Rachel Rekowski - Law Clerk at Freking Myers & Reul
June 2021 Supreme Court decision – Cedar Point Nursery v. Hassid

In 1975, California became the first state in the nation to grant collective bargaining rights to farmworkers. A few months later, the newly-created agricultural labor board adopted a regulation that allowed union organizers to access farm property in order to educate workers on their union rights. Organizers were permitted to enter worksites in the hour before and after work and during lunch breaks for up to 120 days a year. The regulation was a major victory for the farmworkers’ movement led by Cesar Chavez, who saw meeting with workers in the fields as the only practical way to organize because many agricultural workers are nomadic, poorly educated on their labor rights, and living in remote areas.
In Cedar Point Nursery v. Hassid, the Supreme Court considered whether California’s access regulation violates the Takings Clause of the Fifth Amendment of the Constitution which reads: “Nor shall private property be taken for public use, without just compensation.” Chief Justice Roberts, writing for the majority, held that California’s regulation “grants labor organizations a right to invade the growers’ property,” and therefore, it amounted to a taking of private property without just compensation. The decision favors property rights over the rights of working people to collectively organize. In fact, the majority opinion did not mention the reality farmworkers face if unions cannot reach them in the fields. Many farmworkers will have no way to learn about their labor rights, leaving them vulnerable to abuse.

Why do farmworkers need state labor protections?

The National Labor Relations Act (NLRA) is the federal law that governs collective bargaining, giving most employees the right to join a union and negotiate a contract free from employer intimidation and retaliation.
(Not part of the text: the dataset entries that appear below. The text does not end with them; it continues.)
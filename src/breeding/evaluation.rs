use std::fmt;
use std::sync::Arc;

use rayon::prelude::*;
use tracing::{debug, trace};

use crate::breeding::Operator;
use crate::error::{BeagleError, Result};
use crate::evolution::{Deme, Evaluator};
use crate::fitness::Fitness;
use crate::gp::context::{Context, ExecutionLimits};
use crate::gp::individual::Individual;
use crate::register::{ParameterValue, Register};

pub const PARALLEL_THRESHOLD: &str = "ec.eval.parallel";

/// Evaluates every individual whose fitness is invalid.
///
/// Individuals that exhaust their execution budget get the evaluator's
/// fallback fitness instead of aborting the run. Above `ec.eval.parallel`
/// pending individuals the work is spread over the rayon pool.
pub struct EvaluationOp {
    evaluator: Arc<dyn Evaluator>,
    parallel_threshold: usize,
}

impl EvaluationOp {
    pub fn new(evaluator: Arc<dyn Evaluator>) -> Self {
        Self {
            evaluator,
            parallel_threshold: 1000,
        }
    }

    fn evaluate_one(
        evaluator: &dyn Evaluator,
        individual: &Individual,
        context: &Context,
    ) -> Result<Fitness> {
        let fitness = match evaluator.evaluate(individual, context) {
            Ok(fitness) => fitness,
            Err(err) if err.is_resources_exceeded() => {
                trace!(%err, "evaluation exhausted its budget");
                evaluator.exhausted_fitness()
            }
            Err(err) => return Err(err),
        };
        match fitness.value() {
            Some(value) if !value.is_finite() => Err(BeagleError::Execution(format!(
                "non-finite fitness {} for individual {}",
                value, individual
            ))),
            _ => Ok(fitness),
        }
    }
}

impl fmt::Debug for EvaluationOp {
    fn fmt(&self, f: &mut fmt::Formatter<'_>) -> fmt::Result {
        f.debug_struct("EvaluationOp")
            .field("parallel_threshold", &self.parallel_threshold)
            .finish_non_exhaustive()
    }
}

impl Operator for EvaluationOp {
    fn name(&self) -> &str {
        "EvaluationOp"
    }

    fn initialize(&mut self, register: &mut Register) -> Result<()> {
        register.declare(
            PARALLEL_THRESHOLD,
            ParameterValue::Int(1000),
            "pending individuals from which evaluation runs in parallel",
        );
        ExecutionLimits::declare(register);
        self.parallel_threshold = register.uint(PARALLEL_THRESHOLD)?;
        Ok(())
    }

    fn operate(&mut self, deme: &mut Deme, context: &mut Context) -> Result<()> {
        let pending: Vec<usize> = deme
            .population
            .iter()
            .enumerate()
            .filter(|(_, individual)| !individual.fitness.is_valid())
            .map(|(index, _)| index)
            .collect();
        if pending.is_empty() {
            return Ok(());
        }

        let evaluator = self.evaluator.as_ref();
        let shared: &Context = context;
        let population = &deme.population;
        let evaluated: Vec<(usize, Fitness)> = if pending.len() >= self.parallel_threshold {
            pending
                .par_iter()
                .map(|&index| {
                    Self::evaluate_one(evaluator, &population[index], shared)
                        .map(|fitness| (index, fitness))
                })
                .collect::<Result<_>>()?
        } else {
            pending
                .iter()
                .map(|&index| {
                    Self::evaluate_one(evaluator, &population[index], shared)
                        .map(|fitness| (index, fitness))
                })
                .collect::<Result<_>>()?
        };

        debug!(
            operator = self.name(),
            deme = context.deme_index(),
            evaluated = evaluated.len(),
            "evaluation done"
        );
        for (index, fitness) in evaluated {
            deme.population[index].fitness = fitness;
        }
        Ok(())
    }
}
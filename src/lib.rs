//! # beagle
//!
//! Genetic programming over strongly typed expression trees. Individuals are
//! sets of flattened trees; the first tree is the main program and the others
//! are automatically defined functions it may call. Evolved modules are
//! shared by the whole population through the context.
//!
//! An evolution is configured through a parameter register and two
//! pipelines of named operators, built and run by an
//! [`Evolver`](evolution::Evolver).

pub mod breeding;
pub mod error;
pub mod evolution;
pub mod fitness;
pub mod gp;
pub mod register;
pub mod rng;
pub mod selection;

// Re-export commonly used types for convenience
pub use breeding::{Operator, OperatorRegistry};
pub use error::{BeagleError, OptionExt, Result, ResultExt};
pub use evolution::{Evaluator, EvolutionResult, Evolver, EvolverBuilder};
pub use fitness::Fitness;
pub use register::{ParameterValue, Register};
//! # Primitive
//!
//! A primitive gives a node its behaviour. The framework only needs to know
//! which of a closed set of kinds a primitive belongs to (see
//! [`PrimitiveKind`]); what it computes is up to the implementor.
//!
//! Most primitives are stateless and shared between every node that uses
//! them. Primitives carrying per-node state, ephemeral constants and
//! invokers, produce a fresh instance from [`Primitive::spawn`] every time
//! they are placed into a tree, so no two nodes alias the same value.
//!
//! ## Example
//!
//! ```rust
//! use beagle::error::Result;
//! use beagle::gp::{Interpreter, Primitive, Value, ValueType};
//!
//! #[derive(Debug)]
//! struct Square;
//!
//! impl Primitive for Square {
//!     fn name(&self) -> &str {
//!         "SQR"
//!     }
//!
//!     fn arity(&self) -> usize {
//!         1
//!     }
//!
//!     fn return_type(&self) -> ValueType {
//!         ValueType::Float
//!     }
//!
//!     fn execute(&self, interpreter: &mut Interpreter<'_>) -> Result<Value> {
//!         let x = interpreter.evaluate_argument(0)?.as_float()?;
//!         Ok(Value::Float(x * x))
//!     }
//! }
//! ```

use std::fmt;
use std::sync::Arc;

use crate::error::{BeagleError, Result};
use crate::gp::context::Context;
use crate::gp::interpreter::Interpreter;
use crate::gp::tree::Tree;
use crate::gp::value::{Value, ValueType};
use crate::rng::RandomNumberGenerator;

/// Closed classification of primitives.
#[derive(Debug, Clone, Copy, PartialEq, Eq, Hash)]
pub enum PrimitiveKind {
    /// Zero-arity leaf: variable, token or ephemeral constant.
    Terminal,
    /// Fixed-arity operation on its children.
    Function,
    /// Reference to the argument with this index of the enclosing call.
    Argument(usize),
    /// Call into the tree with this index of the same individual.
    Adf(usize),
    /// Call into the module stored at this slot of the module vector.
    Module(usize),
}

impl PrimitiveKind {
    pub fn is_invoker(&self) -> bool {
        matches!(self, PrimitiveKind::Adf(_) | PrimitiveKind::Module(_))
    }
}

/// What a primitive may depend on when it is selected for a new node.
#[derive(Debug, Clone, Copy, Default)]
pub struct SelectionScope<'s> {
    /// Number of arguments of the tree being built.
    pub number_arguments: usize,
    /// Number of arguments of each tree of the individual, by tree index.
    pub tree_arguments: &'s [usize],
}

impl<'s> SelectionScope<'s> {
    pub fn new(number_arguments: usize, tree_arguments: &'s [usize]) -> Self {
        Self {
            number_arguments,
            tree_arguments,
        }
    }
}

/// Behaviour of a tree node.
pub trait Primitive: fmt::Debug + Send + Sync {
    /// Name used for persistence, mutation targeting and display.
    fn name(&self) -> &str;

    /// Number of children.
    fn arity(&self) -> usize;

    fn kind(&self) -> PrimitiveKind {
        if self.arity() == 0 {
            PrimitiveKind::Terminal
        } else {
            PrimitiveKind::Function
        }
    }

    fn return_type(&self) -> ValueType {
        ValueType::Any
    }

    /// Type expected from the child at `index`.
    fn arg_type(&self, _index: usize) -> ValueType {
        ValueType::Any
    }

    /// Executes the node currently on top of the interpreter's call stack.
    fn execute(&self, interpreter: &mut Interpreter<'_>) -> Result<Value>;

    /// Checks that the node on top of `context`'s call stack may hold this
    /// primitive. Type compatibility with the parent is checked by the tree.
    fn validate(&self, _tree: &Tree, _context: &Context) -> bool {
        true
    }

    /// Whether the primitive may be selected in `scope`.
    fn is_usable(&self, _scope: &SelectionScope<'_>) -> bool {
        true
    }

    /// Produces a node-owned instance, or `None` when the shared instance
    /// should be used.
    fn spawn(
        &self,
        _scope: &SelectionScope<'_>,
        _rng: &mut RandomNumberGenerator,
    ) -> Option<Arc<dyn Primitive>> {
        None
    }

    /// Per-node payload written by persistence.
    fn parameter(&self) -> Option<Value> {
        None
    }

    /// Rebuilds a node-owned instance from a persisted payload and the number
    /// of children found in the document. `Ok(None)` keeps the shared instance.
    fn instantiate(
        &self,
        parameter: Option<&Value>,
        _arity: usize,
    ) -> Result<Option<Arc<dyn Primitive>>> {
        match parameter {
            Some(value) => Err(BeagleError::Format(format!(
                "primitive `{}` takes no parameter, found `{}`",
                self.name(),
                value
            ))),
            None => Ok(None),
        }
    }

    /// Type tags of a node-owned instance typed at creation rather than by
    /// its primitive set: return type first, then argument types. Empty for
    /// every other primitive.
    fn signature(&self) -> Vec<ValueType> {
        Vec::new()
    }

    /// Rebuilds this instance with a persisted `signature`. `Ok(None)` keeps
    /// the instance as it is.
    fn with_signature(&self, signature: &[ValueType]) -> Result<Option<Arc<dyn Primitive>>> {
        if signature.is_empty() {
            Ok(None)
        } else {
            Err(BeagleError::Format(format!(
                "primitive `{}` takes no type signature, found {:?}",
                self.name(),
                signature
            )))
        }
    }
}

/// Returns the instance to place into a node: a spawned one when the
/// primitive owns per-node state, the shared one otherwise.
pub fn place(
    primitive: &Arc<dyn Primitive>,
    scope: &SelectionScope<'_>,
    rng: &mut RandomNumberGenerator,
) -> Arc<dyn Primitive> {
    primitive
        .spawn(scope, rng)
        .unwrap_or_else(|| Arc::clone(primitive))
}
//! Data flowing between primitives, and the type tags used to constrain
//! which primitive may sit where in a tree.

use std::fmt;

use serde::{Deserialize, Serialize};

use crate::error::{BeagleError, Result};

/// A datum produced by executing a node.
#[derive(Debug, Clone, Copy, PartialEq, Serialize, Deserialize)]
pub enum Value {
    Float(f64),
    Int(i64),
    Bool(bool),
}

impl Value {
    pub fn value_type(&self) -> ValueType {
        match self {
            Value::Float(_) => ValueType::Float,
            Value::Int(_) => ValueType::Int,
            Value::Bool(_) => ValueType::Bool,
        }
    }

    /// Numeric view of the value; integers are widened.
    pub fn as_float(&self) -> Result<f64> {
        match self {
            Value::Float(value) => Ok(*value),
            Value::Int(value) => Ok(*value as f64),
            Value::Bool(_) => Err(BeagleError::Execution(format!(
                "expected a numeric value, found {}",
                self
            ))),
        }
    }

    pub fn as_int(&self) -> Result<i64> {
        match self {
            Value::Int(value) => Ok(*value),
            _ => Err(BeagleError::Execution(format!(
                "expected an integer value, found {}",
                self
            ))),
        }
    }

    pub fn as_bool(&self) -> Result<bool> {
        match self {
            Value::Bool(value) => Ok(*value),
            _ => Err(BeagleError::Execution(format!(
                "expected a boolean value, found {}",
                self
            ))),
        }
    }
}

impl fmt::Display for Value {
    fn fmt(&self, f: &mut fmt::Formatter<'_>) -> fmt::Result {
        match self {
            Value::Float(value) => write!(f, "{}", value),
            Value::Int(value) => write!(f, "{}", value),
            Value::Bool(value) => write!(f, "{}", value),
        }
    }
}

/// Type tag carried by primitives for strongly-typed GP.
///
/// `Any` matches every other tag, so untyped primitive sets never reject a
/// placement.
#[derive(Debug, Clone, Copy, Default, PartialEq, Eq, Hash, Serialize, Deserialize)]
pub enum ValueType {
    #[default]
    Any,
    Float,
    Int,
    Bool,
}

impl ValueType {
    /// Whether a primitive returning `self` may fill a slot expecting `expected`.
    pub fn is_compatible_with(self, expected: ValueType) -> bool {
        self == ValueType::Any || expected == ValueType::Any || self == expected
    }
}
However, when Congress passed the NLRA in 1935, farmworkers were specifically excluded. According to historians, the exclusion of farmworkers (and domestic workers) from the act was motivated by racial animus, as most workers in those jobs were mainly Black and Latino. 86 years later, farmworkers remain excluded from the NLRA.
Congress also excluded farmworkers from the Fair Labor Standards Act (FLSA), which guarantees workers a minimum wage, overtime pay, and other job protections. In 1966, the FLSA was amended to partially include farmworkers in some parts of the law, but farmworkers remain ineligible for overtime pay unless state law requires it.
As a result of these exclusions, farmworkers face brutal working conditions with low pay, and many fear retaliation if they speak up or try to organize. That is why farmworkers rely on states to pass legislation. In states without collective bargaining protections, farmworkers can still form a union, but the employer does not have to negotiate with them and can legally retaliate against workers.

What effect will the Supreme Court decision have on organized labor going forward?

The latest decision from the Supreme Court is no doubt a blow to organized labor and another decision that limits the power of unions. But practically, the Cedar Point Nursery decision seems to only effect California farmworker unions because the access regulation is unique to California.
The law has limited union access to an employer’s property for decades. Generally, employers are allowed to forbid nonemployee union organizers from entering their property, unless the jobsite and employee housing places workers “beyond the reach” of a union’s reasonable communication efforts. Only a small portion of the American workforce qualify as being beyond the reach of a union, like some remote miners and offshore drillers. So, while the recent Cedar Point Nursery decision is unwelcome news and a major loss for California farmworkers, not much will practically change for most unions in the country.